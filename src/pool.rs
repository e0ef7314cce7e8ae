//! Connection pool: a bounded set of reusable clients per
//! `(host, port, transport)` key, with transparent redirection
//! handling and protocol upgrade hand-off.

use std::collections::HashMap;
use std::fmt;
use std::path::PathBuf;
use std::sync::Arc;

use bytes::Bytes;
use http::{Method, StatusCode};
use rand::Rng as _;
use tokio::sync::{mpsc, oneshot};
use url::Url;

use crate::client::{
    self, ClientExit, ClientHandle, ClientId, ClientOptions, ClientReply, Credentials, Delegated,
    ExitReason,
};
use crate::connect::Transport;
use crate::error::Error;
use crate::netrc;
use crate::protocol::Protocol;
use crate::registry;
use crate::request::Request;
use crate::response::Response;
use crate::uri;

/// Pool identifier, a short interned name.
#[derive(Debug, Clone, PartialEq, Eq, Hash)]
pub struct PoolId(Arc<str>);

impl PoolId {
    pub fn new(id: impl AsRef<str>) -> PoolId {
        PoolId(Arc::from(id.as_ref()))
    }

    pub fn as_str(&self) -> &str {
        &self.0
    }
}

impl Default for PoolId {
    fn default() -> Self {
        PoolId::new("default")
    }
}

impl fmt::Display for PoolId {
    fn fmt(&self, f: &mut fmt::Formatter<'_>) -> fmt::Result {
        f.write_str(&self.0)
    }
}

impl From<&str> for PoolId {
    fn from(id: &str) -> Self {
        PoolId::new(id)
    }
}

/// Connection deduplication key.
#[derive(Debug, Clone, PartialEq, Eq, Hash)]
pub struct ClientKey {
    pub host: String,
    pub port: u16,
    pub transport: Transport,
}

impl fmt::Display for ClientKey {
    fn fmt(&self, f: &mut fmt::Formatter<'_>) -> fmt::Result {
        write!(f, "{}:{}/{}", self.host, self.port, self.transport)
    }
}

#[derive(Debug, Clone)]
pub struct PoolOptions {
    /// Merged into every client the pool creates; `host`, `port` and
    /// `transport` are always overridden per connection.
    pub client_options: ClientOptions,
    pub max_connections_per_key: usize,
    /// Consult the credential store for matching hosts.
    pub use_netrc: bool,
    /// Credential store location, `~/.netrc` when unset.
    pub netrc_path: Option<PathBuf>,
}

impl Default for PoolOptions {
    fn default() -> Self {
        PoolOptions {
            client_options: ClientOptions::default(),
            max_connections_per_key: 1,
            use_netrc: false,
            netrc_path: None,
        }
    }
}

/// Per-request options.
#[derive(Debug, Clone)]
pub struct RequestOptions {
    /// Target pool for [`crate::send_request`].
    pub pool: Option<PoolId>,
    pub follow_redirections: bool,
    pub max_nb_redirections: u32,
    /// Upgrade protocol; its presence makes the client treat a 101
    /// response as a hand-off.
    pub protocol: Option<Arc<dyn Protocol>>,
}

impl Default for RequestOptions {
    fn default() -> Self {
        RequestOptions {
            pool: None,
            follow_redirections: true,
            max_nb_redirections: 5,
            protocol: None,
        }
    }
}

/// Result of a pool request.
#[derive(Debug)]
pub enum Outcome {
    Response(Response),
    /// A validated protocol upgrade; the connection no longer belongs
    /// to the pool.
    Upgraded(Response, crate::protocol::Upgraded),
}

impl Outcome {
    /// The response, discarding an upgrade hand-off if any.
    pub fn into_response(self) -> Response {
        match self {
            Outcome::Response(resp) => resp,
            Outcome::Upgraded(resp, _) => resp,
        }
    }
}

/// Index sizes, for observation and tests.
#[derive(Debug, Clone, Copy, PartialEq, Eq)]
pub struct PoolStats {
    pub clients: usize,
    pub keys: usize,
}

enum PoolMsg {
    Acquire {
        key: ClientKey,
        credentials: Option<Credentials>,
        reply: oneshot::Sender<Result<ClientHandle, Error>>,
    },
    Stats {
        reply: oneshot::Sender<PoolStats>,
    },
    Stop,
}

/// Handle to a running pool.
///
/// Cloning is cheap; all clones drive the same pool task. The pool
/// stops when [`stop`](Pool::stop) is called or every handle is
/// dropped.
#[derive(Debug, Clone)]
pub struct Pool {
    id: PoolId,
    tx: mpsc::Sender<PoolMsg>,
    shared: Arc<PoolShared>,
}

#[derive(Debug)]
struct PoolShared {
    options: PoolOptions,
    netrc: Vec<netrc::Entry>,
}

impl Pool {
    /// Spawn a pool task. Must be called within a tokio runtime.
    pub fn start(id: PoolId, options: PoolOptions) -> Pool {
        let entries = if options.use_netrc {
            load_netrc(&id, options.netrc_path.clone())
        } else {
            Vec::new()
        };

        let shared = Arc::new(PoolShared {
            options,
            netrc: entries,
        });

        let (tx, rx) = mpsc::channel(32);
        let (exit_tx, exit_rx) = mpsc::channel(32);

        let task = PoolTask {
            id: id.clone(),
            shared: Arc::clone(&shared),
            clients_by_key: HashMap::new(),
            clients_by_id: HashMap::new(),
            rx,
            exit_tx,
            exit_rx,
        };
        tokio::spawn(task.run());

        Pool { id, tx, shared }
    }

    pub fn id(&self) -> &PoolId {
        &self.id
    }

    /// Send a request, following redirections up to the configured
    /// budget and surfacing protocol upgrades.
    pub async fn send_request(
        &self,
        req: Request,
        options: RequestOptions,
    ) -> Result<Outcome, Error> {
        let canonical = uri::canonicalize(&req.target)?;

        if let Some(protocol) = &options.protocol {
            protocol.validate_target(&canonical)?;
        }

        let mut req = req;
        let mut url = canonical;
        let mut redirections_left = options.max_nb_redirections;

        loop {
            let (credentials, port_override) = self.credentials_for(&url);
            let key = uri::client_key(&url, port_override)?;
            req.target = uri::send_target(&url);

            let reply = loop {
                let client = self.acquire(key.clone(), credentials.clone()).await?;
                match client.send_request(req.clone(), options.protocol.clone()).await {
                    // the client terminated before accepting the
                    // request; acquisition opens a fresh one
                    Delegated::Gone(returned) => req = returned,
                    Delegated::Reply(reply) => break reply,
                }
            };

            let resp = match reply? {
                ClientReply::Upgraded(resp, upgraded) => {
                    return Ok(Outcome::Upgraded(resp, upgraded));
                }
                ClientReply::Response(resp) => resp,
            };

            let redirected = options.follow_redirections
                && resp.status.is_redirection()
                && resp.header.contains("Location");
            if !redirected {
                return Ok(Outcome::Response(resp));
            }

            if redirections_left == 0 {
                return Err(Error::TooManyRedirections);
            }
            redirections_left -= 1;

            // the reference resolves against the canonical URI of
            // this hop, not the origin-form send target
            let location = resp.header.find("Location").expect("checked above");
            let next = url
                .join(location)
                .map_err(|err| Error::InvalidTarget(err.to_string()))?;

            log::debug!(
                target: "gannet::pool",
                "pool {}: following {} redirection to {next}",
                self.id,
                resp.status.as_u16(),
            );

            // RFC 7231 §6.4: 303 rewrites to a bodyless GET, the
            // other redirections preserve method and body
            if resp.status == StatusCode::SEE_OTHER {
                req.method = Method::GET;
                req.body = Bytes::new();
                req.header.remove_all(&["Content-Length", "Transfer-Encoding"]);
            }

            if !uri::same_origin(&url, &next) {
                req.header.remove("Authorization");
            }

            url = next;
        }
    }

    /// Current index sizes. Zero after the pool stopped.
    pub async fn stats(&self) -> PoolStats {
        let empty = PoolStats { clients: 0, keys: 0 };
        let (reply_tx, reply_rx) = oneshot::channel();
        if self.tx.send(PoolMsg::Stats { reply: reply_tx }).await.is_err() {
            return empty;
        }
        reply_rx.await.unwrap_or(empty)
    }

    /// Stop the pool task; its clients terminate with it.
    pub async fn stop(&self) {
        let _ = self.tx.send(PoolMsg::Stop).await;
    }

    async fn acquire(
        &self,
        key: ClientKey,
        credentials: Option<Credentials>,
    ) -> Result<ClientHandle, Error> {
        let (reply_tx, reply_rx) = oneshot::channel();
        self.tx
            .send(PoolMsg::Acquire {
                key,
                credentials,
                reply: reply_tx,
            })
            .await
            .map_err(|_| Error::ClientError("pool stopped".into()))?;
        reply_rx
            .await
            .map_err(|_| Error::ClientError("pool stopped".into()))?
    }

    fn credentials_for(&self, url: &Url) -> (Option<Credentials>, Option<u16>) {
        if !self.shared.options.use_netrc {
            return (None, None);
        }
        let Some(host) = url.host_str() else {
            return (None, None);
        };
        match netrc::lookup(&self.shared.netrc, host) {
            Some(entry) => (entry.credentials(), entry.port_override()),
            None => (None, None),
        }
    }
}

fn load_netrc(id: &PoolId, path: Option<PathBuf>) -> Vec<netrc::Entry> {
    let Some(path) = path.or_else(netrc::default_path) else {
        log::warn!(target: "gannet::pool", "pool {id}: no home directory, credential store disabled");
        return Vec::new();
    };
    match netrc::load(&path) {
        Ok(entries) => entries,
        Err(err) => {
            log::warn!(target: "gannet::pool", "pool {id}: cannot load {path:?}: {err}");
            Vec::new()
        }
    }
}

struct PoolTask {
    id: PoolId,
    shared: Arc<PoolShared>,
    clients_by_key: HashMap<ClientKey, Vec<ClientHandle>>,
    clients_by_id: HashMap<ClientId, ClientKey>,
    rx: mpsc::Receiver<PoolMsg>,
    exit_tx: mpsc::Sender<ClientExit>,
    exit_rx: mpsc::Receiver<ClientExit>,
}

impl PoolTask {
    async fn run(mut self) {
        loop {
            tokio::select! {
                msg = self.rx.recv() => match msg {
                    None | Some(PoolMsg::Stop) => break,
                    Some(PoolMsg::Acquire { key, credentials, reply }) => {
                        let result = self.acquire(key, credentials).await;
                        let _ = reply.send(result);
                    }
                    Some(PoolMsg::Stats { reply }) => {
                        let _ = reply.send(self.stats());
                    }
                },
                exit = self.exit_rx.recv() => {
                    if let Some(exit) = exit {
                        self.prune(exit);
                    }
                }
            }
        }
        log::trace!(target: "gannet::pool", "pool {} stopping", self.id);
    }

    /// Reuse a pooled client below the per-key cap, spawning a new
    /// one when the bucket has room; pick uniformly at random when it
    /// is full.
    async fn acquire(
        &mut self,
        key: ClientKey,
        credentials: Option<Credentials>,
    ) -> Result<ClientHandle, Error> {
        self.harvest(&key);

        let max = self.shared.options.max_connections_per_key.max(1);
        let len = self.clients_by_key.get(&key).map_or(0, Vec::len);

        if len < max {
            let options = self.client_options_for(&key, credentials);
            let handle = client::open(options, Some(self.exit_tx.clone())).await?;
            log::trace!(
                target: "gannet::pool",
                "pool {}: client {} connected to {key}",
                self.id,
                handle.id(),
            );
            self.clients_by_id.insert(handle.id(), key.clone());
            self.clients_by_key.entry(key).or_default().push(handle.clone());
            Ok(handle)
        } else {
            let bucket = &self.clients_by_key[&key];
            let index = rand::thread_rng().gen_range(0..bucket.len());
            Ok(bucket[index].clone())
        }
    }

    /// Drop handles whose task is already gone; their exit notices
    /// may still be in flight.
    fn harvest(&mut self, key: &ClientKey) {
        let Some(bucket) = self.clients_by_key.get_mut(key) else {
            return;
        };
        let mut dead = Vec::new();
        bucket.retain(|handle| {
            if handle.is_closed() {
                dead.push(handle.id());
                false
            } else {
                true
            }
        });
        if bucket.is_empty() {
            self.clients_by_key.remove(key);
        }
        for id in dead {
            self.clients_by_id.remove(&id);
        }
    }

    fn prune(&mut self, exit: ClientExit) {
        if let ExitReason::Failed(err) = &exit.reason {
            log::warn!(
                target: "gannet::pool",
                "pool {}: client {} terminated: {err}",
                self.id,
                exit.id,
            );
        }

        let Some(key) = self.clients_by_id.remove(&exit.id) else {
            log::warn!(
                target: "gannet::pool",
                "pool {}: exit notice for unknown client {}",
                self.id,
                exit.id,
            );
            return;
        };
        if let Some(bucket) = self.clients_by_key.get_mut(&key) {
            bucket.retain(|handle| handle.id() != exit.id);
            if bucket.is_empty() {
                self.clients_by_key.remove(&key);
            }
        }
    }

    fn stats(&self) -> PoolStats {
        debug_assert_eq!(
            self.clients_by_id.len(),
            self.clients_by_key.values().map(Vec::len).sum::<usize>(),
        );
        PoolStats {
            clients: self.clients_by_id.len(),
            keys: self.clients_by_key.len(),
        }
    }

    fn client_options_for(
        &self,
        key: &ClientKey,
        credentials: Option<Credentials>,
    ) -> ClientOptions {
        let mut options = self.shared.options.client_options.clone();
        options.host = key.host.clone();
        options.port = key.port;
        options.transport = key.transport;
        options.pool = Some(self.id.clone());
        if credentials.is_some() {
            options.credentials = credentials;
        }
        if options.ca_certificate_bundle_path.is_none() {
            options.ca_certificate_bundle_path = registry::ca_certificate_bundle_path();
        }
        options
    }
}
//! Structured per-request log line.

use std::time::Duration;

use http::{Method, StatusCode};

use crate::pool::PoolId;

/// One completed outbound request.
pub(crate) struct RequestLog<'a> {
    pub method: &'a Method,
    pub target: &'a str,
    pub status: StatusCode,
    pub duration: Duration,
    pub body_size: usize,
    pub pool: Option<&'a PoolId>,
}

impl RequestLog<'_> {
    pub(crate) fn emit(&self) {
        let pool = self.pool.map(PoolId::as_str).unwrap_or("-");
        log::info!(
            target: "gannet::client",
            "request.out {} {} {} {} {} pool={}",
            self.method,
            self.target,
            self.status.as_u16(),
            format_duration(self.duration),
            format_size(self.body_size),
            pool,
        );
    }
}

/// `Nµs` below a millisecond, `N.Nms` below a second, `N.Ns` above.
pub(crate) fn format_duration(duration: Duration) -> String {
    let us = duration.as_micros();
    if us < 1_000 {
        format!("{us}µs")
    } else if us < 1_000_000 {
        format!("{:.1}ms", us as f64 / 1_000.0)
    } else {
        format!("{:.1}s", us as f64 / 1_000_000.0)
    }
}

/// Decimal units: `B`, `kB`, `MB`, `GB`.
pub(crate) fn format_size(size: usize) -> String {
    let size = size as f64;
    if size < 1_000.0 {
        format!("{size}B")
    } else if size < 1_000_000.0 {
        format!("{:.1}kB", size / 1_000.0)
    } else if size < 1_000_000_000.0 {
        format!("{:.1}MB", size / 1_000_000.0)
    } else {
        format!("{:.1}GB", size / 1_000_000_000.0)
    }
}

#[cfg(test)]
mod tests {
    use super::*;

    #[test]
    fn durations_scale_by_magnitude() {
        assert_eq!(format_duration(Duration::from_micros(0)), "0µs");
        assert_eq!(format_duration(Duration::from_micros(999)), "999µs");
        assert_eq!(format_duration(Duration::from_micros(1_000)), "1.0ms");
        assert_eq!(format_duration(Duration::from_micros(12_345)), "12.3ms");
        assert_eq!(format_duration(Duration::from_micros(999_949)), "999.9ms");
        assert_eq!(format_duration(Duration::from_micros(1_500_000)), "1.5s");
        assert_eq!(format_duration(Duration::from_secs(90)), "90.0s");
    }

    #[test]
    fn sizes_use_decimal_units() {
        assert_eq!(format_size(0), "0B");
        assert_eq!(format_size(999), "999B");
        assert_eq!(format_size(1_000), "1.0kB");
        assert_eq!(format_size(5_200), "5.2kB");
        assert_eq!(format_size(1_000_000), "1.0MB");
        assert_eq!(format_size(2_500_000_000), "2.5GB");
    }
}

====================

• Brief:
From the entries above, collect every line with the string "HashMap" in it.

• Response box:
use std::collections::HashMap;
            clients_by_key: HashMap::new(),
            clients_by_id: HashMap::new(),
    clients_by_key: HashMap<ClientKey, Vec<ClientHandle>>,
    clients_by_id: HashMap<ClientId, ClientKey>,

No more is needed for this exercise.